## WHAT THE EXERCISE ASKS:
In the entries below, how many lines hold the string "clone"? Give only the number.

## Stored data entries:

● ● ●

//! Plain request forwarding middleware.
//!
//! # Responsibilities
//! - Strip proxy-control headers before the request leaves this hop
//! - Validate the request target as an absolute URI
//! - Forward the request upstream and mirror the response back verbatim

use std::sync::Arc;

use async_trait::async_trait;
use http_body_util::BodyExt;
use hyper::header::HeaderMap;
use hyper::http::uri::InvalidUri;
use hyper::{Request, Uri};

use crate::engine::{Context, Event, Middleware, Next, ProxyError};
use crate::proxy::Upstream;

/// Forwards request events to the upstream connector. A pass-through for
/// any other event kind.
pub struct RequestForwarder {
    upstream: Arc<dyn Upstream>,
}

impl RequestForwarder {
    pub fn new(upstream: Arc<dyn Upstream>) -> Self {
        Self { upstream }
    }
}

#[async_trait]
impl Middleware for RequestForwarder {
    async fn handle(&self, ctx: &mut Context, next: Next<'_>) -> Result<(), ProxyError> {
        if ctx.event() != Event::Request {
            return next.run(ctx).await;
        }

        // proxy-* headers are hop-by-hop proxy controls; they must not leak
        // to the origin. Header names are already lowercase in the map.
        let mut headers = HeaderMap::new();
        for (name, value) in ctx.request.headers.iter() {
            if name.as_str().starts_with("proxy-") {
                continue;
            }
            headers.append(name, value.clone());
        }

        let uri: Uri = ctx
            .state
            .url
            .parse()
            .map_err(|err: InvalidUri| ProxyError::bad_request(err.to_string()))?;
        if uri.scheme().is_none() || uri.authority().is_none() {
            return Err(ProxyError::bad_request(format!(
                "request target is not an absolute URI: {}",
                ctx.state.url
            )));
        }
        ctx.state.uri = Some(uri.clone());

        let body = ctx
            .take_body()
            .ok_or_else(|| ProxyError::internal("request body already consumed"))?;
        let mut outbound = Request::new(body.boxed());
        *outbound.method_mut() = ctx.request.method.clone();
        *outbound.uri_mut() = uri;
        *outbound.headers_mut() = headers;

        let response = self.upstream.request(outbound).await?;
        tracing::debug!(
            status = response.status().as_u16(),
            url = %ctx.state.url,
            "forwarded request"
        );
        ctx.respond(response)
    }
}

● ● ●

## TASK ANSWER:
3